» Work required
Go through the data below and return each line containing the word "repository".

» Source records
● ● ● ● ● ● ●

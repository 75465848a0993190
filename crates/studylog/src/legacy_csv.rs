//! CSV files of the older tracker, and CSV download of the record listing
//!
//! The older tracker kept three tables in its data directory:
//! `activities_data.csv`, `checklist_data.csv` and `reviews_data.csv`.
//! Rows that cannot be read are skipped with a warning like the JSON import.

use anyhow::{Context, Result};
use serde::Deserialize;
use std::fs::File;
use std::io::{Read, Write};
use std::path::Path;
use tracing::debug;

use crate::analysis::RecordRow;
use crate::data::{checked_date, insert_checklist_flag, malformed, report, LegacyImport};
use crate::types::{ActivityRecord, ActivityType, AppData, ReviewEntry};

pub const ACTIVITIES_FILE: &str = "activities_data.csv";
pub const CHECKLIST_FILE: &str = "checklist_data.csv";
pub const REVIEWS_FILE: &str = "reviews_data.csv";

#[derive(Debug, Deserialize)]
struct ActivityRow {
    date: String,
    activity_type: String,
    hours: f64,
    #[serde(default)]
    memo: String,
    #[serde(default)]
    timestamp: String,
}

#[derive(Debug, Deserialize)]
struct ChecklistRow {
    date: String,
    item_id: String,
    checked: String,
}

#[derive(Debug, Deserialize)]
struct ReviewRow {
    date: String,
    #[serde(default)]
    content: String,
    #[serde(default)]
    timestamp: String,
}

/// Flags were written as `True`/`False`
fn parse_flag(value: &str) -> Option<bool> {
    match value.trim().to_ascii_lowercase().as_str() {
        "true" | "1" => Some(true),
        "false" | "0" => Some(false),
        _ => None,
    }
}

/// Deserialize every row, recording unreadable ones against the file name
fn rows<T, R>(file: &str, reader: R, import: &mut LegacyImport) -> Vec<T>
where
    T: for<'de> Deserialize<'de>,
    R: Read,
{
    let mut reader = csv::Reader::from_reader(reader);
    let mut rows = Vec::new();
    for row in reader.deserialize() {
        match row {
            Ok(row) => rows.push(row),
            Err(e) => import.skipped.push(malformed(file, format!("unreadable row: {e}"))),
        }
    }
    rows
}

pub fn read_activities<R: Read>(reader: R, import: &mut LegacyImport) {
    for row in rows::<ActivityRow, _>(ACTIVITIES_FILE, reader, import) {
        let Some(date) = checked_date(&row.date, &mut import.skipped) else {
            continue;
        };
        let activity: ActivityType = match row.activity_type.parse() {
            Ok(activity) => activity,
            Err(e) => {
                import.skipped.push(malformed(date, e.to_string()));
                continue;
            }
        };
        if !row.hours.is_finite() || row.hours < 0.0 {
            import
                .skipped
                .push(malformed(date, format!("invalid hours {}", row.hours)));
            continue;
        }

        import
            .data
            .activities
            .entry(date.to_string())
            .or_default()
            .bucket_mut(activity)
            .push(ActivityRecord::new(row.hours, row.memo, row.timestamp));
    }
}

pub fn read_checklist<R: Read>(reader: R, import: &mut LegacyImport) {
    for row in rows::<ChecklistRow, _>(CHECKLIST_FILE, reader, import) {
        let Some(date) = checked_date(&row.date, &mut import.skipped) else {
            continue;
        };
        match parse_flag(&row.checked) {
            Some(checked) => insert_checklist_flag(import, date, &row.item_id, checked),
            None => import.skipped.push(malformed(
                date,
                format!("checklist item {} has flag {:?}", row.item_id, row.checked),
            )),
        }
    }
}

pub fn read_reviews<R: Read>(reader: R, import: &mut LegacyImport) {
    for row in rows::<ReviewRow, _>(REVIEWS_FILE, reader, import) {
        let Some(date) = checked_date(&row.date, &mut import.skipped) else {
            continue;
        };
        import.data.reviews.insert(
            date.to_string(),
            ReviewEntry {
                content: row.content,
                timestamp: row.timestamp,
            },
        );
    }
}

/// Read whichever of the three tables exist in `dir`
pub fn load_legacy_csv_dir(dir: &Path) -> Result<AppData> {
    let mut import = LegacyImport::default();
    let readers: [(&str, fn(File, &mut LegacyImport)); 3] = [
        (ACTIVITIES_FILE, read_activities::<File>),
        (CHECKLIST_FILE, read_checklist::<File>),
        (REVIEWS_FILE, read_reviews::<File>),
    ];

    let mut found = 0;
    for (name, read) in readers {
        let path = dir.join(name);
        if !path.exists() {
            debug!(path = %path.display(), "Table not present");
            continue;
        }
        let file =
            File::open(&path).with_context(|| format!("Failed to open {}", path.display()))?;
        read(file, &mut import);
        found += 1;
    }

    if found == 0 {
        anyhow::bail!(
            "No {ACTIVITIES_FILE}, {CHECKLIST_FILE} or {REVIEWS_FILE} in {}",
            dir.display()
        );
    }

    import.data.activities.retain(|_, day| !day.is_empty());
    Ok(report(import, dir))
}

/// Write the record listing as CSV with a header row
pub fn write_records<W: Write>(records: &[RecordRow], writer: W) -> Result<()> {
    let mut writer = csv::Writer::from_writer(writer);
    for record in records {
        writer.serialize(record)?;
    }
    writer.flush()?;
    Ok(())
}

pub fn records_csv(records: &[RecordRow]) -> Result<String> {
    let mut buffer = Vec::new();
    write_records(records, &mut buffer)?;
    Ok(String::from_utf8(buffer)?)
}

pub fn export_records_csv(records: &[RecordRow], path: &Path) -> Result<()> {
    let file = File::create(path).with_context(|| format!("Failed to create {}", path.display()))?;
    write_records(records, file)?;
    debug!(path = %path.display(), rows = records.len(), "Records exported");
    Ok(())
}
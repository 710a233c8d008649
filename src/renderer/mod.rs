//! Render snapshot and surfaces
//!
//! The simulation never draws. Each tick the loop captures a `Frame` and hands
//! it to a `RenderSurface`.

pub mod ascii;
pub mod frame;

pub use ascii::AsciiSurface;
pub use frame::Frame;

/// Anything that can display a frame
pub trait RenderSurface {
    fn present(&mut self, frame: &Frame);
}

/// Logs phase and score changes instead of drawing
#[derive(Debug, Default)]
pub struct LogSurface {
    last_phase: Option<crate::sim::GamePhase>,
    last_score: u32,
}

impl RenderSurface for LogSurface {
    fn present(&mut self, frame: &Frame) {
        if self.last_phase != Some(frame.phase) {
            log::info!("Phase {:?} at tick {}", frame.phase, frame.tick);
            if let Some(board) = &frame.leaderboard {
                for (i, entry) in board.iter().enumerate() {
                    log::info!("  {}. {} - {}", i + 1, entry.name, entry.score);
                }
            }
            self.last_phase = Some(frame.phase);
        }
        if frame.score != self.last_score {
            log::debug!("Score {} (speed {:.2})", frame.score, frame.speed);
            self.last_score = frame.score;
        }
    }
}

● ● ● ● ● ● ●

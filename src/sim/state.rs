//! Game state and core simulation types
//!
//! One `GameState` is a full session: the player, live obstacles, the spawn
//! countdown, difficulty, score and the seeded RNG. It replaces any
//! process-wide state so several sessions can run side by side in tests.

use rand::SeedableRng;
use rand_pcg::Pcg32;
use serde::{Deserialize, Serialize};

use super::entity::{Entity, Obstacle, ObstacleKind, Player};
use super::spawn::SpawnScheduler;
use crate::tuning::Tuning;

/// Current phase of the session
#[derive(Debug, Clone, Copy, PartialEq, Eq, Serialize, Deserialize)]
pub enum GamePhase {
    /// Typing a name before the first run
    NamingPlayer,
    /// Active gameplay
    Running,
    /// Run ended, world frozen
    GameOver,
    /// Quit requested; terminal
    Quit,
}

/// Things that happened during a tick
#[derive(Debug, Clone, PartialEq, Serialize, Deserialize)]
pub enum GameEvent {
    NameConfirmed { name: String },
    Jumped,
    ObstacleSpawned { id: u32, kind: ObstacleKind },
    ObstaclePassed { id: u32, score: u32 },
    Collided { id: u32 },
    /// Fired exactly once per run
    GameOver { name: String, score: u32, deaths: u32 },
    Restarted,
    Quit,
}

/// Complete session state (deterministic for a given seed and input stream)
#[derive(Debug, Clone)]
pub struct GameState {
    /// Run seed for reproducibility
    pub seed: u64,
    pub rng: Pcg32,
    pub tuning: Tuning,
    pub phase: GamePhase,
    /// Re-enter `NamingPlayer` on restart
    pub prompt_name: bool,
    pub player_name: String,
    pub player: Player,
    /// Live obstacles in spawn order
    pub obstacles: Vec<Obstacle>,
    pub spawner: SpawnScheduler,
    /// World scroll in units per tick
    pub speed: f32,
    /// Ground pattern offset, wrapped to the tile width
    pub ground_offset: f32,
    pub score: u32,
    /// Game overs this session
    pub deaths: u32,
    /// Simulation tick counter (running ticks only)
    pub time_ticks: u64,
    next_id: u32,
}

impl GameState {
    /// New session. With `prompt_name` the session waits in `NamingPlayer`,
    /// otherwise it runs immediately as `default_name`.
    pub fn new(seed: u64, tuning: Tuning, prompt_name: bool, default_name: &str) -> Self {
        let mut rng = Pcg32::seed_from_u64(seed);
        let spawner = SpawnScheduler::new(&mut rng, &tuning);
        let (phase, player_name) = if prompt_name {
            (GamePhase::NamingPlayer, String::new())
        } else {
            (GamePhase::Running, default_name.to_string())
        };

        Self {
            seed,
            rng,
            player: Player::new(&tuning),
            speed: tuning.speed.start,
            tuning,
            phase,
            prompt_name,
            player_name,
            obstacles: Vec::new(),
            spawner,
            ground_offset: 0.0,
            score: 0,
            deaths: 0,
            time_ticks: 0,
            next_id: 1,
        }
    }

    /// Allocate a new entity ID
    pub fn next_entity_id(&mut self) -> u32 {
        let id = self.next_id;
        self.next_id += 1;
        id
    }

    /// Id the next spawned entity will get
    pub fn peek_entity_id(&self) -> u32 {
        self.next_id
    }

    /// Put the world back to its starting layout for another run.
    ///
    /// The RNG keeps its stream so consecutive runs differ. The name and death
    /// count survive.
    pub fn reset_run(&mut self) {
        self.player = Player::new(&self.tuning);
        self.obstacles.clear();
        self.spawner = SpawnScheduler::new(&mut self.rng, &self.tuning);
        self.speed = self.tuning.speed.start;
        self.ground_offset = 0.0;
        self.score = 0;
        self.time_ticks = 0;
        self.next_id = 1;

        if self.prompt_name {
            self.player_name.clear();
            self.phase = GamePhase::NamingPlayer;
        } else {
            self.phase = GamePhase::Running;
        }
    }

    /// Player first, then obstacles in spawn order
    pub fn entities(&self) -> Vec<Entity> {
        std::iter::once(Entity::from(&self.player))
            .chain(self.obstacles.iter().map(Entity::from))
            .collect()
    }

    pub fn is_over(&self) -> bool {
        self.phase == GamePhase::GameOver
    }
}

● ● ● ● ● ● ●

» Written solution
repository 75465848a0993190
repository 710a233c8d008649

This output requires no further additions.